I remember when I was in high school at NC School of the Arts, we spoke in terms of how famous we would be. We aspired to a vision of fulfilling the artist’s potential, as scale. How known will I be? A big, golden door would open and we would step through into the realm of the famous and a blinking fantasy would unfold as a lotus and the intertwining choices of a fantasy adventure would present themselves. 

Then came a life of what scale actually looks like: that big projects take real work and conflicting opinions and compromise. As the picture grows bigger, more and more interests slowly chip away at the integrity of a pure creative thought. Big things are expensive and with expensive comes expectation. With expectation comes fear and control and safe bets. There are days when largeness feels like the opposite of what we wanted to feel like as students. 

I find myself more and more, wanting to get smaller. I’ve been relishing in the ideas that can remain totally within my purview and have no one to answer to. They can exist completely for themselves and don’t need my signature. 

In my last apartment, I had a neighbor who kept a hand-drawn, magnetic horse on their front door and I loved it. I started making magnets to feed the horse. I started small and made a little stack of sugar cubes and placed them by the horse’s mouth. Then slowly over time, as the horse looked hungry, I added carrots, jars of peanut butter…some hay. 

I have a friend who leaves tiny trinkets around her place of work. The staff finds and collects the toys, thinking a child is playing a game with them. I suppose that’s true. I see so much quiet happiness in her as she calmly witnesses joy sparked in her colleagues. 

Finding and re-imagining a broken fan on the street, creating ways to put a smile on the face of my love that he won’t even know came from me, a drawing in my notebook. The pure, small, un-touched, sometimes momentary fits of creativity are so delicious and pure. 

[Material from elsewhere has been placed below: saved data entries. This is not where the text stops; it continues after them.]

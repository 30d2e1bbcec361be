//! The core-side dispatch loop (spec.md §4.13): reads requests off a
//! `FrameReader`, dispatches each to the `IpcHandler`, writes the
//! matching response with the same `requestId`, and interleaves any
//! core-initiated notifications (`job_completed`, `escalation`,
//! `heartbeat`) arriving on `notifications`.
//!
//! Invalid messages are logged and dropped. Each request is dispatched on
//! its own task so a handler panic surfaces as a `JoinError` instead of
//! unwinding through the loop — either way the loop keeps running.

use crate::framing::{FrameReader, FrameWriter};
use crate::handler::IpcHandler;
use crate::protocol::Message;
use std::sync::Arc;
use tokio::io::{AsyncRead, AsyncWrite};
use tokio::sync::mpsc;
use tracing::{error, warn};

pub struct IpcServer<H> {
    handler: Arc<H>,
}

impl<H: IpcHandler + 'static> IpcServer<H> {
    pub fn new(handler: Arc<H>) -> Self {
        Self { handler }
    }

    /// Runs until `reader` hits EOF. `notifications` is drained
    /// concurrently and forwarded verbatim to `writer`.
    pub async fn run<R, W>(
        &self,
        reader: R,
        mut writer: FrameWriter<W>,
        mut notifications: mpsc::UnboundedReceiver<Message>,
    ) where
        R: AsyncRead + Unpin + Send,
        W: AsyncWrite + Unpin + Send,
    {
        let mut reader = FrameReader::new(reader);

        loop {
            tokio::select! {
                frame = reader.next_frame() => {
                    match frame {
                        Ok(Some(Ok(message))) => {
                            if let Some(response) = self.dispatch(message).await {
                                if let Err(e) = writer.write_frame(&response).await {
                                    error!(error = %e, "failed writing IPC response");
                                }
                            }
                        }
                        Ok(Some(Err(e))) => {
                            warn!(error = %e, "dropping malformed IPC message");
                        }
                        Ok(None) => {
                            return;
                        }
                        Err(e) => {
                            error!(error = %e, "IPC transport error, ending session");
                            return;
                        }
                    }
                }
                notification = notifications.recv() => {
                    match notification {
                        Some(message) => {
                            if let Err(e) = writer.write_frame(&message).await {
                                error!(error = %e, "failed writing IPC notification");
                            }
                        }
                        None => {
                            // Notification channel closed; keep serving
                            // requests until the transport itself ends.
                        }
                    }
                }
            }
        }
    }

    async fn dispatch(&self, message: Message) -> Option<Message> {
        match message {
            Message::SubmitJob { request_id, job } => {
                let handler = Arc::clone(&self.handler);
                match tokio::spawn(async move { handler.submit_job(job).await }).await {
                    Ok(job_id) => Some(Message::Ack { request_id, job_id }),
                    Err(e) => {
                        error!(error = %e, "submit_job handler panicked");
                        Some(Message::error(request_id, "handler-panic", e.to_string()))
                    }
                }
            }
            Message::RequestPermit {
                request_id,
                job,
                attempt_index,
            } => {
                let handler = Arc::clone(&self.handler);
                match tokio::spawn(async move { handler.request_permit(job, attempt_index).await }).await {
                    Ok(Ok(permit)) => Some(Message::PermitGranted { request_id, permit }),
                    Ok(Err(rejection)) => Some(Message::PermitRejected { request_id, rejection }),
                    Err(e) => {
                        error!(error = %e, "request_permit handler panicked");
                        Some(Message::error(request_id, "handler-panic", e.to_string()))
                    }
                }
            }
            Message::CancelJob {
                request_id,
                job_id,
                reason,
            } => {
                let handler = Arc::clone(&self.handler);
                let reason_for_response = reason.clone();
                match tokio::spawn(async move { handler.cancel_job(job_id, reason).await }).await {
                    Ok(()) => Some(Message::JobCancelled {
                        request_id,
                        job_id,
                        reason: reason_for_response,
                    }),
                    Err(e) => {
                        error!(error = %e, "cancel_job handler panicked");
                        Some(Message::error(request_id, "handler-panic", e.to_string()))
                    }
                }
            }
            Message::ReportQueueMetrics {
                queue_depth,
                oldest_job_age_ms,
                backlog_count,
                ..
            } => {
                self.handler
                    .report_queue_metrics(queue_depth, oldest_job_age_ms, backlog_count);
                None
            }
            Message::Error { code, message, .. } => {
                warn!(code = %code, message = %message, "received error message from peer");
                None
            }
            // Core-initiated notification types arriving inbound would be
            // a protocol violation from the scheduler peer; log and drop
            // rather than treat as a handled request.
            other => {
                warn!(message_type = ?other, "unexpected inbound message type, dropping");
                None
            }
        }
    }
}

#[cfg(test)]
mod tests {
    use super::*;
    use crate::protocol::JobOutcome;
    use async_trait::async_trait;
    use roboppi_common::{JobKind, JobLimits, PermitId, Priority, PriorityClass};
    use std::sync::atomic::{AtomicUsize, Ordering};
    use std::time::Duration;

    struct StubHandler {
        permits_granted: AtomicUsize,
    }

    #[async_trait]
    impl IpcHandler for StubHandler {
        async fn submit_job(&self, job: roboppi_common::Job) -> roboppi_common::JobId {
            job.id
        }

        async fn request_permit(
            &self,
            job: roboppi_common::Job,
            attempt_index: u32,
        ) -> Result<roboppi_common::PermitView, roboppi_common::Rejection> {
            self.permits_granted.fetch_add(1, Ordering::SeqCst);
            Ok(roboppi_common::PermitView {
                id: PermitId::new(),
                job_id: job.id,
                attempt_index,
                deadline: chrono::Utc::now(),
                tokens_cost: None,
            })
        }

        async fn cancel_job(&self, _job_id: roboppi_common::JobId, _reason: String) {}

        fn report_queue_metrics(&self, _queue_depth: u64, _oldest_job_age_ms: u64, _backlog_count: u64) {}
    }

    fn job() -> roboppi_common::Job {
        roboppi_common::Job::new(
            JobKind::WorkerTask,
            Priority {
                value: 0,
                class: PriorityClass::Interactive,
            },
            serde_json::json!({}),
            JobLimits {
                timeout: Duration::from_secs(30),
                max_attempts: 1,
                cost_hint: None,
            },
        )
    }

    #[tokio::test]
    async fn submit_job_acks_with_the_same_request_id() {
        let (client, server_io) = tokio::io::duplex(8192);
        let (mut client_reader, mut client_writer) = tokio::io::split(client);
        let (server_reader, server_writer) = tokio::io::split(server_io);

        let handler = Arc::new(StubHandler {
            permits_granted: AtomicUsize::new(0),
        });
        let server = IpcServer::new(handler);
        let (_notify_tx, notify_rx) = mpsc::unbounded_channel();

        let run = tokio::spawn(async move {
            server.run(server_reader, FrameWriter::new(server_writer), notify_rx).await;
        });

        let mut writer = FrameWriter::new(&mut client_writer);
        writer
            .write_frame(&Message::SubmitJob {
                request_id: Some("r1".to_string()),
                job: job(),
            })
            .await
            .unwrap();

        let mut reader = FrameReader::new(&mut client_reader);
        let reply = reader.next_frame().await.unwrap().unwrap().unwrap();
        match reply {
            Message::Ack { request_id, .. } => assert_eq!(request_id.as_deref(), Some("r1")),
            other => panic!("expected ack, got {other:?}"),
        }

        drop(client_writer);
        run.await.unwrap();
    }

    #[tokio::test]
    async fn malformed_message_is_dropped_and_loop_continues() {
        let (client, server_io) = tokio::io::duplex(8192);
        let (mut client_reader, mut client_writer) = tokio::io::split(client);
        let (server_reader, server_writer) = tokio::io::split(server_io);

        let handler = Arc::new(StubHandler {
            permits_granted: AtomicUsize::new(0),
        });
        let server = IpcServer::new(handler);
        let (_notify_tx, notify_rx) = mpsc::unbounded_channel();

        let run = tokio::spawn(async move {
            server.run(server_reader, FrameWriter::new(server_writer), notify_rx).await;
        });

        use tokio::io::AsyncWriteExt;
        client_writer.write_all(b"not json at all\n").await.unwrap();
        let mut writer = FrameWriter::new(&mut client_writer);
        writer
            .write_frame(&Message::SubmitJob {
                request_id: Some("r2".to_string()),
                job: job(),
            })
            .await
            .unwrap();

        let mut reader = FrameReader::new(&mut client_reader);
        let reply = reader.next_frame().await.unwrap().unwrap().unwrap();
        match reply {
            Message::Ack { request_id, .. } => assert_eq!(request_id.as_deref(), Some("r2")),
            other => panic!("expected ack after malformed line was dropped, got {other:?}"),
        }

        drop(client_writer);
        run.await.unwrap();
    }

    #[tokio::test]
    async fn notification_channel_forwards_to_writer() {
        let (client, server_io) = tokio::io::duplex(8192);
        let (mut client_reader, client_writer) = tokio::io::split(client);
        let (server_reader, server_writer) = tokio::io::split(server_io);

        let handler = Arc::new(StubHandler {
            permits_granted: AtomicUsize::new(0),
        });
        let server = IpcServer::new(handler);
        let (notify_tx, notify_rx) = mpsc::unbounded_channel();

        let run = tokio::spawn(async move {
            server.run(server_reader, FrameWriter::new(server_writer), notify_rx).await;
        });

        notify_tx
            .send(Message::JobCompleted {
                job_id: roboppi_common::JobId::new(),
                outcome: JobOutcome::Succeeded,
                result: roboppi_common::WorkerResult::cancelled(Duration::from_millis(1)),
            })
            .unwrap();

        let mut reader = FrameReader::new(&mut client_reader);
        let reply = reader.next_frame().await.unwrap().unwrap().unwrap();
        assert!(matches!(reply, Message::JobCompleted { .. }));

        drop(client_writer);
        drop(notify_tx);
        run.await.unwrap();
    }
}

I want to make the case for how we over-regulate what creativity is. It can be so relegated to the realm of the professional artist and in many, many ways, into the commercial world…which, ironically, twists and pulls work into something less creative. Ultimately, this kind of thinking disconnects the “real world” from art more than engendering a sense of identification in the audience. 

We have to earn money to survive, so how does an artist make a living yet still somehow maintain a pure(-er) connection to the small, specific, authentic seed of their creativity? There are very large elements of Capitalism that inhibit doing something less guaranteed. It’s one of the contributing factors toward sameness that feels pervasive in art today. 

I keep hearing of the predicted art Renaissance that is coming as we emerge from the pandemic. But mostly what I see is everyone scrambling back to make money. I think if there is a Renaissance to manifest, it will come from forms that we don’t revere yet. Don’t look to the connoisseurs and the academics to define what that is. The creative revolution won’t look like what we’ve seen before.